Anyway, as I've mentioned, there were--and probably still are--more manque as well as outre transsexuals than almost anyone realizes at the Parade.  Some will, in time, acknowledge and live by their true natures. Others will go to events like the Parade as a "release" and return to their families, communities and jobs in the costumes of the genders in which they are living.

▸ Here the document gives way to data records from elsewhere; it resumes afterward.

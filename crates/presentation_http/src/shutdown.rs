//! Bounded graceful shutdown
//!
//! The server future keeps running until every open connection has closed.
//! Once a shutdown signal has been observed, `drain` gives it a fixed grace
//! period and then returns so `main` can exit normally.

use std::{future::Future, time::Duration};

use tokio::sync::oneshot;

/// How the server future ended
#[derive(Debug, Clone, Copy, PartialEq, Eq)]
pub enum Drain {
    /// All connections closed in time
    Complete,
    /// The grace period elapsed with connections still open
    TimedOut,
}

/// Drive `server` to completion, bounding the wait after `signalled` fires
///
/// Errors from `server` are passed through unchanged.
pub async fn drain<F, E>(
    server: F,
    signalled: oneshot::Receiver<()>,
    grace: Duration,
) -> Result<Drain, E>
where
    F: Future<Output = Result<(), E>>,
{
    tokio::pin!(server);

    tokio::select! {
        result = &mut server => return result.map(|()| Drain::Complete),
        received = signalled => {
            if received.is_err() {
                // Sender gone without a signal: no deadline applies.
                return server.await.map(|()| Drain::Complete);
            }
        }
    }

    match tokio::time::timeout(grace, server).await {
        Ok(result) => result.map(|()| Drain::Complete),
        Err(_) => Ok(Drain::TimedOut),
    }
}
//! Departure-monitor request and response models

use std::collections::HashSet;

use serde::{Deserialize, Serialize};

/// Name filter used when a stop search has no query text
pub const WILDCARD: &str = "*";

/// How the departure monitor should interpret `name_dm`
#[derive(Debug, Clone, PartialEq, Eq)]
pub enum StopFilter {
    /// Exact provider stop identifier (`type_dm=stop`)
    StopId(String),
    /// Free-text stop name (`type_dm=any`)
    StopName(String),
}

/// One departure-monitor query
#[derive(Debug, Clone, PartialEq, Eq)]
pub struct DepartureRequest {
    pub filter: StopFilter,
}

impl DepartureRequest {
    /// Departures for a known stop identifier
    #[must_use]
    pub fn for_stop(stop_id: impl Into<String>) -> Self {
        Self {
            filter: StopFilter::StopId(stop_id.into()),
        }
    }

    /// Departures for stops matching a name; blank text becomes the wildcard
    #[must_use]
    pub fn for_name(query: &str) -> Self {
        let query = query.trim();
        let name = if query.is_empty() { WILDCARD } else { query };
        Self {
            filter: StopFilter::StopName(name.to_string()),
        }
    }

    /// Value of the `type_dm` parameter
    #[must_use]
    pub const fn type_dm(&self) -> &'static str {
        match self.filter {
            StopFilter::StopId(_) => "stop",
            StopFilter::StopName(_) => "any",
        }
    }

    /// Value of the `name_dm` parameter
    #[must_use]
    pub fn name_dm(&self) -> &str {
        match &self.filter {
            StopFilter::StopId(value) | StopFilter::StopName(value) => value,
        }
    }
}

/// A stop derived from a departure response
#[derive(Debug, Clone, PartialEq, Eq, Serialize, Deserialize)]
pub struct StopSummary {
    pub id: String,
    pub name: String,
}

/// Extract the distinct stops referenced by a departure-monitor payload
///
/// Stops come from `stopEvents[].location`. The first occurrence of an id
/// wins and output order follows first appearance. Events without a
/// location id are skipped and a missing or non-string name becomes empty.
/// At most `limit` stops are returned.
#[must_use]
pub fn unique_stops(payload: &serde_json::Value, limit: usize) -> Vec<StopSummary> {
    let events = payload
        .get("stopEvents")
        .and_then(serde_json::Value::as_array)
        .map_or(&[][..], Vec::as_slice);

    let mut seen = HashSet::new();
    let mut stops = Vec::new();

    let locations = events.iter().filter_map(|event| {
        RawStopEvent::deserialize(event)
            .ok()
            .and_then(|event| event.location)
    });

    for location in locations {
        if stops.len() >= limit {
            break;
        }

        let Some(id) = location.id.filter(|id| !id.is_empty()) else {
            continue;
        };

        if seen.insert(id.clone()) {
            stops.push(StopSummary {
                id,
                name: location
                    .name
                    .as_ref()
                    .and_then(serde_json::Value::as_str)
                    .unwrap_or_default()
                    .to_string(),
            });
        }
    }

    stops
}

// --- Raw API response types for deserialization ---

#[derive(Debug, Deserialize)]
struct RawStopEvent {
    #[serde(default)]
    location: Option<RawLocation>,
}

#[derive(Debug, Deserialize)]
struct RawLocation {
    #[serde(default)]
    id: Option<String>,
    #[serde(default)]
    name: Option<serde_json::Value>,
}
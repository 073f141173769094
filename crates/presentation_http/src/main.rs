//! Departure board HTTP server
//!
//! Main entry point for the API server.

use std::{sync::Arc, time::Duration};

use anyhow::Context;
use axum::http::{HeaderValue, Method};
use integration_tfnsw::{DepartureClient, HttpDepartureClient};
use presentation_http::{
    AppConfig, AppState, routes,
    shutdown::{self, Drain},
};
use tokio::{net::TcpListener, signal, sync::oneshot};
use tower_http::{
    cors::{Any, CorsLayer},
    trace::TraceLayer,
};
use tracing::{error, info, warn};
use tracing_subscriber::{layer::SubscriberExt, util::SubscriberInitExt};

#[tokio::main]
async fn main() -> anyhow::Result<()> {
    tracing_subscriber::registry()
        .with(
            tracing_subscriber::EnvFilter::try_from_default_env().unwrap_or_else(|_| {
                "departure_board_server=debug,presentation_http=debug,integration_tfnsw=debug,tower_http=debug"
                    .into()
            }),
        )
        .with(tracing_subscriber::fmt::layer())
        .init();

    info!("Departure board v{} starting...", env!("CARGO_PKG_VERSION"));

    let config = AppConfig::load().inspect_err(|e| error!("{e}"))?;

    info!(
        host = %config.server.host,
        port = %config.server.port,
        upstream = %config.tfnsw.base_url,
        timeout_secs = config.tfnsw.timeout_secs,
        "Configuration loaded"
    );

    let client: Arc<dyn DepartureClient> = Arc::new(
        HttpDepartureClient::new(&config.tfnsw).context("Failed to initialize upstream client")?,
    );

    let state = AppState::new(client, config.tfnsw.search_max_results);

    let cors_layer = if config.server.allowed_origins.is_empty() {
        CorsLayer::new()
            .allow_origin(Any)
            .allow_methods([Method::GET])
            .allow_headers(Any)
    } else {
        let origins: Vec<HeaderValue> = config
            .server
            .allowed_origins
            .iter()
            .filter_map(|o| o.parse().ok())
            .collect();
        CorsLayer::new()
            .allow_origin(origins)
            .allow_methods([Method::GET])
            .allow_headers(Any)
    };

    let app = routes::create_router(state)
        .layer(TraceLayer::new_for_http())
        .layer(cors_layer);

    let addr = config.server.bind_address();
    let listener = TcpListener::bind(&addr)
        .await
        .with_context(|| format!("Failed to bind {addr}"))?;

    info!("Server listening on http://{}", addr);

    let shutdown_timeout = Duration::from_secs(config.server.shutdown_timeout_secs.unwrap_or(30));
    let (signalled_tx, signalled_rx) = oneshot::channel();

    let server = axum::serve(listener, app)
        .with_graceful_shutdown(async move {
            shutdown_signal().await;
            info!("Waiting up to {:?} for connections to close...", shutdown_timeout);
            let _ = signalled_tx.send(());
        })
        .into_future();

    match shutdown::drain(server, signalled_rx, shutdown_timeout).await? {
        Drain::Complete => info!("Server shutdown complete"),
        Drain::TimedOut => warn!("Graceful shutdown timed out, dropping open connections"),
    }

    Ok(())
}

/// Wait for SIGINT or SIGTERM
async fn shutdown_signal() {
    let ctrl_c = async {
        if let Err(e) = signal::ctrl_c().await {
            error!("Failed to install Ctrl+C handler: {}", e);
        }
    };

    #[cfg(unix)]
    let terminate = async {
        match signal::unix::signal(signal::unix::SignalKind::terminate()) {
            Ok(mut signal) => {
                signal.recv().await;
            },
            Err(e) => {
                error!("Failed to install SIGTERM handler: {}", e);
                std::future::pending::<()>().await;
            },
        }
    };

    #[cfg(not(unix))]
    let terminate = std::future::pending::<()>();

    tokio::select! {
        () = ctrl_c => {
            info!("Received Ctrl+C, initiating graceful shutdown...");
        }
        () = terminate => {
            info!("Received SIGTERM, initiating graceful shutdown...");
        }
    }
}
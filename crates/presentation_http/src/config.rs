//! Application configuration
//!
//! Built once at startup from defaults, an optional `config.{toml,yaml,json}`
//! file and the environment, then handed to the components that need it.

use std::collections::HashMap;

use integration_tfnsw::TfnswConfig;
use serde::{Deserialize, Serialize};
use thiserror::Error;

/// Environment variable holding the provider API key
pub const API_KEY_ENV: &str = "TFNSW_API_KEY";

/// Prefix for environment overrides, e.g. `DEPARTURE_BOARD__SERVER__PORT`
pub const ENV_PREFIX: &str = "DEPARTURE_BOARD";

/// Prefixed form of the API key variable, used when `TFNSW_API_KEY` is unset
pub const PREFIXED_API_KEY_ENV: &str = "DEPARTURE_BOARD__TFNSW__API_KEY";

/// Errors raised while building the configuration
#[derive(Debug, Error)]
pub enum ConfigError {
    /// A source could not be read or deserialized
    #[error("Failed to load configuration: {0}")]
    Load(#[from] config::ConfigError),

    /// No non-blank API key in the environment
    #[error("API key not found: set {API_KEY_ENV}")]
    MissingApiKey,

    /// A value is out of range
    #[error("Invalid configuration: {0}")]
    Invalid(String),
}

/// Main application configuration
#[derive(Debug, Clone, Default, Serialize, Deserialize)]
pub struct AppConfig {
    /// Server configuration
    #[serde(default)]
    pub server: ServerConfig,

    /// Upstream provider configuration
    #[serde(default)]
    pub tfnsw: TfnswConfig,
}

/// HTTP server configuration
#[derive(Debug, Clone, Serialize, Deserialize)]
pub struct ServerConfig {
    /// Host to bind to
    #[serde(default = "default_host")]
    pub host: String,

    /// Port to listen on
    #[serde(default = "default_port")]
    pub port: u16,

    /// Allowed CORS origins (empty = allow any)
    #[serde(default)]
    pub allowed_origins: Vec<String>,

    /// Seconds to wait for in-flight requests on shutdown
    #[serde(default)]
    pub shutdown_timeout_secs: Option<u64>,
}

fn default_host() -> String {
    "0.0.0.0".to_string()
}

const fn default_port() -> u16 {
    5001
}

impl Default for ServerConfig {
    fn default() -> Self {
        Self {
            host: default_host(),
            port: default_port(),
            allowed_origins: Vec::new(),
            shutdown_timeout_secs: None,
        }
    }
}

impl ServerConfig {
    /// `host:port` socket address string
    #[must_use]
    pub fn bind_address(&self) -> String {
        format!("{}:{}", self.host, self.port)
    }
}

impl AppConfig {
    /// Load configuration from the process environment
    pub fn load() -> Result<Self, ConfigError> {
        Self::load_from(std::env::vars().collect())
    }

    /// Load configuration using `vars` in place of the process environment
    pub fn load_from(mut vars: HashMap<String, String>) -> Result<Self, ConfigError> {
        // Keys are opaque strings, so they bypass `try_parsing`.
        let prefixed_key = vars.remove(PREFIXED_API_KEY_ENV);
        let api_key = vars.get(API_KEY_ENV).cloned().or(prefixed_key);

        let builder = config::Config::builder()
            .set_default("server.host", default_host())?
            .set_default("server.port", i64::from(default_port()))?
            .add_source(config::File::with_name("config").required(false))
            .add_source(
                config::Environment::with_prefix(ENV_PREFIX)
                    .separator("__")
                    .list_separator(",")
                    .with_list_parse_key("server.allowed_origins")
                    .try_parsing(true)
                    .source(Some(vars)),
            )
            .set_override_option("tfnsw.api_key", api_key)?;

        let config: Self = builder.build()?.try_deserialize()?;
        config.validate()?;
        Ok(config)
    }

    /// Validate the configuration
    pub fn validate(&self) -> Result<(), ConfigError> {
        if self.tfnsw.api_key().is_none() {
            return Err(ConfigError::MissingApiKey);
        }

        self.tfnsw.validate().map_err(ConfigError::Invalid)
    }
}
//! Stop search handler

use axum::{Json, extract::State};
use integration_tfnsw::{DepartureRequest, StopSummary, unique_stops};
use serde::{Deserialize, Serialize};
use tracing::{debug, instrument, warn};

use crate::{error::ApiError, middleware::LenientQuery, state::AppState};

/// Query parameters for `GET /api/stops`
#[derive(Debug, Default, Deserialize)]
pub struct StopsQuery {
    pub q: Option<String>,
}

/// Response for a stop search
#[derive(Debug, Serialize, Deserialize)]
pub struct StopsResponse {
    pub stops: Vec<StopSummary>,
}

/// Search stops by name
///
/// GET /api/stops?q=<text>
///
/// Runs a departure-monitor query filtered by name and returns the distinct
/// stops its departures leave from, in order of first appearance.
#[instrument(skip(state))]
pub async fn search_stops(
    State(state): State<AppState>,
    LenientQuery(query): LenientQuery<StopsQuery>,
) -> Result<Json<StopsResponse>, ApiError> {
    let request = DepartureRequest::for_name(query.q.as_deref().unwrap_or_default());

    let payload = state
        .client
        .departure_monitor(&request)
        .await
        .map_err(|e| {
            warn!(error = %e, "Failed to search stops");
            ApiError::from(e)
        })?;

    let stops = unique_stops(&payload, state.search_max_results);
    debug!(count = stops.len(), "Stops found");

    Ok(Json(StopsResponse { stops }))
}
//! Route definitions

use axum::{Router, routing::get};

use crate::{handlers, middleware::RequestIdLayer, state::AppState};

/// Create the main router with all routes
pub fn create_router(state: AppState) -> Router {
    Router::new()
        .route("/api/health", get(handlers::health::health_check))
        .route("/api/departures", get(handlers::departures::get_departures))
        .route("/api/stops", get(handlers::stops::search_stops))
        .layer(RequestIdLayer::new())
        .with_state(state)
}
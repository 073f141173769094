//! Request ID middleware for log correlation
//!
//! Reuses a caller-supplied `X-Request-Id` when it is a valid UUID, otherwise
//! generates a v7 UUID. The id is attached to a tracing span around the
//! request and echoed on the response.

use std::{
    future::Future,
    pin::Pin,
    task::{Context, Poll},
};

use axum::{
    body::Body,
    extract::Request,
    http::{HeaderMap, HeaderValue},
    response::Response,
};
use tower::{Layer, Service};
use tracing::Instrument;
use uuid::Uuid;

/// The header name for the request ID
pub const REQUEST_ID_HEADER: &str = "x-request-id";

/// Layer that tags every request with an id
#[derive(Debug, Clone, Copy, Default)]
pub struct RequestIdLayer;

impl RequestIdLayer {
    #[must_use]
    pub const fn new() -> Self {
        Self
    }
}

impl<S> Layer<S> for RequestIdLayer {
    type Service = RequestIdService<S>;

    fn layer(&self, inner: S) -> Self::Service {
        RequestIdService { inner }
    }
}

/// Service produced by [`RequestIdLayer`]
#[derive(Debug, Clone)]
pub struct RequestIdService<S> {
    inner: S,
}

/// Request ID stored in request extensions
#[derive(Debug, Clone, Copy, PartialEq, Eq)]
pub struct RequestId(pub Uuid);

impl std::fmt::Display for RequestId {
    fn fmt(&self, f: &mut std::fmt::Formatter<'_>) -> std::fmt::Result {
        write!(f, "{}", self.0)
    }
}

/// Pick the id for a request from its headers
fn resolve_request_id(headers: &HeaderMap) -> RequestId {
    let id = headers
        .get(REQUEST_ID_HEADER)
        .and_then(|v| v.to_str().ok())
        .and_then(|s| Uuid::parse_str(s.trim()).ok())
        .unwrap_or_else(Uuid::now_v7);

    RequestId(id)
}

impl<S> Service<Request<Body>> for RequestIdService<S>
where
    S: Service<Request<Body>, Response = Response<Body>> + Clone + Send + 'static,
    S::Future: Send,
{
    type Response = S::Response;
    type Error = S::Error;
    type Future = Pin<Box<dyn Future<Output = Result<Self::Response, Self::Error>> + Send>>;

    fn poll_ready(&mut self, cx: &mut Context<'_>) -> Poll<Result<(), Self::Error>> {
        self.inner.poll_ready(cx)
    }

    fn call(&mut self, mut request: Request<Body>) -> Self::Future {
        let request_id = resolve_request_id(request.headers());
        request.extensions_mut().insert(request_id);

        let span = tracing::info_span!(
            "http_request",
            request_id = %request_id,
            method = %request.method(),
            path = %request.uri().path(),
        );

        // Take the service that was driven to readiness, leave a fresh clone behind.
        let clone = self.inner.clone();
        let mut inner = std::mem::replace(&mut self.inner, clone);

        Box::pin(
            async move {
                let mut response = inner.call(request).await?;

                if let Ok(value) = HeaderValue::from_str(&request_id.to_string()) {
                    response.headers_mut().insert(REQUEST_ID_HEADER, value);
                }

                Ok(response)
            }
            .instrument(span),
        )
    }
}

#[cfg(test)]
mod tests {
    use super::*;

    #[test]
    fn resolve_reuses_valid_header() {
        let mut headers = HeaderMap::new();
        headers.insert(
            REQUEST_ID_HEADER,
            HeaderValue::from_static("0192b6f4-5a3e-7c2d-9f10-3a4b5c6d7e8f"),
        );

        let id = resolve_request_id(&headers);
        assert_eq!(id.to_string(), "0192b6f4-5a3e-7c2d-9f10-3a4b5c6d7e8f");
    }

    #[test]
    fn resolve_generates_for_invalid_header() {
        let mut headers = HeaderMap::new();
        headers.insert(REQUEST_ID_HEADER, HeaderValue::from_static("not-a-uuid"));

        let id = resolve_request_id(&headers);
        assert_eq!(id.0.get_version_num(), 7);
    }

    #[test]
    fn resolve_generates_when_missing() {
        let first = resolve_request_id(&HeaderMap::new());
        let second = resolve_request_id(&HeaderMap::new());
        assert_ne!(first, second);
    }
}
//! API error handling
//!
//! Every error leaves the server as `{"error": "<message>"}` with a status
//! matching its category.

use axum::{
    Json,
    http::StatusCode,
    response::{IntoResponse, Response},
};
use integration_tfnsw::TfnswError;
use serde::Serialize;
use thiserror::Error;

/// API error type
#[derive(Debug, Error)]
pub enum ApiError {
    /// Missing or invalid request parameter
    #[error("{0}")]
    BadRequest(String),

    /// Any failure of the upstream departure-monitor call
    #[error("{0}")]
    Upstream(#[from] TfnswError),
}

/// Error response body
#[derive(Debug, Serialize)]
pub struct ErrorResponse {
    /// Error message
    pub error: String,
}

impl ApiError {
    /// HTTP status for this error
    #[must_use]
    pub const fn status(&self) -> StatusCode {
        match self {
            Self::BadRequest(_) => StatusCode::BAD_REQUEST,
            Self::Upstream(_) => StatusCode::INTERNAL_SERVER_ERROR,
        }
    }
}

impl IntoResponse for ApiError {
    fn into_response(self) -> Response {
        let body = ErrorResponse {
            error: self.to_string(),
        };

        (self.status(), Json(body)).into_response()
    }
}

And then there are those who have been taken by the Grim Reaper in the same ways as gay men--and, to a lesser extent, lesbians--have been:  suicide, homicide and AIDS.  Much has been said and written about how those things have devastated gay males, and the communities and industries in which they are concentrated.   It was indeed devastating, but for transgenders, it was little short of an apocalypse (or, as some would argue, a genocide).  They are among the things that are responsible for the Lost Generation of Transgender People I've described in previous posts.   And the Parade is one of the few institutions that has endured from that time.

30 October 2012

A Transgender Storm?

Well, so far, it looks like I've weathered Hurricane Sandy.  The lights flickered a couple of times but never went out.  In my neighborhood, about the worst damage I have seen is the awning that was blown off a Brazilian barbecue restaurant and landed in front of a housewares store two doors away.  A few trees lost limbs; millions of little yellow leaves are scattered everywhere. 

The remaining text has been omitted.